The government's failure to frame community-oriented public policy to guide corporations is also the reason of the collapse of businesses resulting to economic downturns.

Management and government are not the only ones to blame but also the shareholders.

Let us take a brief review of the corporate code. The law provides a set of legal rights to shareholders. One is to elect corporate directors and officers and that extended to the appointment of agents (executives and managers). This right is a delegation of powers to corporation management and that includes the shareholders control and gives certain rights but not the right to run the business for the management’s own benefits.

In practice, individual shareholders take passive roles in corporate governance and the institutional shareholders are vigilant solely to corporate economic activities. Both basically are individual owners of a corporation. The large investment stocks that could equal to power are in the hands of institutions (like pension and social security agencies, investment houses, banks, etc) that aggregate the funds of the individuals for power conversion, and proxies.

The shareholders delegate powers to institutions and proxies and the institutions and proxies delegate the same to the management and agents.

Another right is as important as the first one. The shareholders have the right to receive dividends from corporate earnings and that right gives the management the fiduciary duty to attain corporate economic mission.

The economic mission, however, fundamentally strengthened by the wrong interpretation of Friedman’s principle makes the management disoriented and motivated to take unethical decisions and focused mainly on the economic interests of shareholders. Modern management theorists like Merrick Dodd, a Harvard Professor, however contended that fiduciary duty of the management is not solely for shareholders but also for the whole community.

Thus, it is legitimate and essential to orient corporate management decisions that fiduciary obligation should go beyond shareholders interests to include the interests of the whole society.

A corporation, as an artificial persona, is a member of a society and has the right to act freely for its own benefit but such right entails responsibilities to the rights of others –natural or artificial. Corporation rights ceased to give way to communities common good.

The fiduciary duty of corporate management is not solely for shareholder’s economic objectives but also for shareholders’ social objectives (take the GE case in 2002 when activist-shareholders stepped on corporate governance questioning the greenhouse gas emission of their products which resulted to corporation and community’s mutual benefits).

It is high time for shareholders (direct or indirect) to take active roles. Helpless consumers of high price and poor quality utilities, goods and services and employees with inadequate pay and poor labor treatment could be addressed through their ownership rights and powers delegated to institutional shareholders (investors holding consumers and employees’ pension, social security funds, savings,etc.)
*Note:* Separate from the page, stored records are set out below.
//! Pool-related API types

use chrono::{DateTime, Utc};
use keylease_core::{KeyIndex, PoolResource};
use serde::{Deserialize, Serialize};
use utoipa::ToSchema;

/// One pooled key as seen from outside. Key material is never included.
#[derive(Debug, Clone, PartialEq, Eq, Serialize, Deserialize, ToSchema)]
#[serde(rename_all = "camelCase")]
pub struct PoolKeyResponse {
    pub key_index: KeyIndex,
    pub is_active: bool,
    pub active_lease_count: i32,
    pub last_used_at: Option<DateTime<Utc>>,
    pub available_credits: Option<i64>,
    pub last_credit_check: Option<DateTime<Utc>>,
}

impl From<PoolResource> for PoolKeyResponse {
    fn from(r: PoolResource) -> Self {
        Self {
            key_index: r.key_index,
            is_active: r.is_active,
            active_lease_count: r.active_lease_count,
            last_used_at: r.last_used_at,
            available_credits: r.available_credits,
            last_credit_check: r.last_credit_check,
        }
    }
}

/// Snapshot of the whole pool.
#[derive(Debug, Clone, PartialEq, Eq, Serialize, Deserialize, ToSchema)]
#[serde(rename_all = "camelCase")]
pub struct PoolStatusResponse {
    /// Maximum concurrent leases per key
    pub capacity: i32,
    pub total_active_leases: i64,
    /// Free slots across active keys
    pub available_slots: i64,
    pub keys: Vec<PoolKeyResponse>,
}

impl PoolStatusResponse {
    pub fn new(capacity: i32, resources: Vec<PoolResource>) -> Self {
        let total_active_leases = resources
            .iter()
            .map(|r| i64::from(r.active_lease_count))
            .sum();
        let available_slots = resources
            .iter()
            .filter(|r| r.is_active)
            .map(|r| i64::from((capacity - r.active_lease_count).max(0)))
            .sum();
        Self {
            capacity,
            total_active_leases,
            available_slots,
            keys: resources.into_iter().map(Into::into).collect(),
        }
    }
}

/// Enable or disable a key for new allocations.
#[derive(Debug, Clone, Copy, PartialEq, Eq, Serialize, Deserialize, ToSchema)]
#[serde(rename_all = "camelCase")]
pub struct SetKeyActiveRequest {
    pub is_active: bool,
}

/// What happened to one key during a credit refresh.
#[derive(Debug, Clone, Copy, PartialEq, Eq, Serialize, Deserialize, ToSchema)]
#[serde(rename_all = "lowercase")]
pub enum CreditRefreshStatus {
    /// Balance fetched and stored
    Updated,
    /// Checked recently, or no credentials configured
    Skipped,
    /// Provider call failed
    Failed,
}

/// Per-key credit refresh result.
#[derive(Debug, Clone, PartialEq, Eq, Serialize, Deserialize, ToSchema)]
#[serde(rename_all = "camelCase")]
pub struct CreditRefreshEntry {
    pub key_index: KeyIndex,
    pub status: CreditRefreshStatus,
    #[serde(skip_serializing_if = "Option::is_none")]
    pub available_credits: Option<i64>,
    #[serde(skip_serializing_if = "Option::is_none")]
    pub character_count: Option<i64>,
    #[serde(skip_serializing_if = "Option::is_none")]
    pub character_limit: Option<i64>,
    #[serde(skip_serializing_if = "Option::is_none")]
    pub reason: Option<String>,
}

impl CreditRefreshEntry {
    pub fn skipped(key_index: KeyIndex, reason: impl Into<String>) -> Self {
        Self {
            key_index,
            status: CreditRefreshStatus::Skipped,
            available_credits: None,
            character_count: None,
            character_limit: None,
            reason: Some(reason.into()),
        }
    }

    pub fn failed(key_index: KeyIndex, reason: impl Into<String>) -> Self {
        Self {
            status: CreditRefreshStatus::Failed,
            ..Self::skipped(key_index, reason)
        }
    }
}

/// Result of a credit refresh over the whole pool.
#[derive(Debug, Clone, PartialEq, Eq, Serialize, Deserialize, ToSchema)]
#[serde(rename_all = "camelCase")]
pub struct CreditRefreshResponse {
    pub checked_at: DateTime<Utc>,
    pub updated: usize,
    pub keys: Vec<CreditRefreshEntry>,
}

#[cfg(test)]
mod tests {
    use super::*;

    #[test]
    fn test_pool_status_totals() {
        let now = Utc::now();
        let mut busy = PoolResource::provision(0, now);
        busy.active_lease_count = 5;
        let mut half = PoolResource::provision(1, now);
        half.active_lease_count = 2;
        let mut disabled = PoolResource::provision(2, now);
        disabled.is_active = false;

        let status = PoolStatusResponse::new(5, vec![busy, half, disabled]);
        assert_eq!(status.total_active_leases, 7);
        assert_eq!(status.available_slots, 3);
        assert_eq!(status.keys.len(), 3);
    }

    #[test]
    fn test_failed_entry_keeps_reason() {
        let entry = CreditRefreshEntry::failed(3, "status 401");
        assert_eq!(entry.status, CreditRefreshStatus::Failed);
        assert_eq!(entry.reason.as_deref(), Some("status 401"));
    }
}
Activism will revolutionize passive ownership to active ownership to impact radical change in every corporation from economic mission to holistic mission, from competitive to cooperative. McKinsey & Company and Deutsche Bank discovered that activism helped add billions of dollars to the value of the company and boost the economy.

The huge investment stock is consisting of employees and consumers’ properties. There is no need to revolt or hope for presidential wannabes to take the control of the proletariats (or civil society) in place. Let us unveil the mask of the new face of socialism which economic activities yields are for community reinvestment instead of squeezing to whims and caprices of traditional capitalists. Let us decipher the overlooked existing but dormant collective ownership, leadership, responsibility and benefits.


(For further readings: 1. Beauchamp,T. And Bowie, N. (Eds.) (1997). Ethical Theory and Business. NJ: Prentice-Hall Inc.
2. Davis, S., Lukomnik, J. and David Pitt-Watson. (2006) The New Capitalist: How Citizen Investors Are Reshaping the Corporate Agenda. USA: Harvard Business School Press.)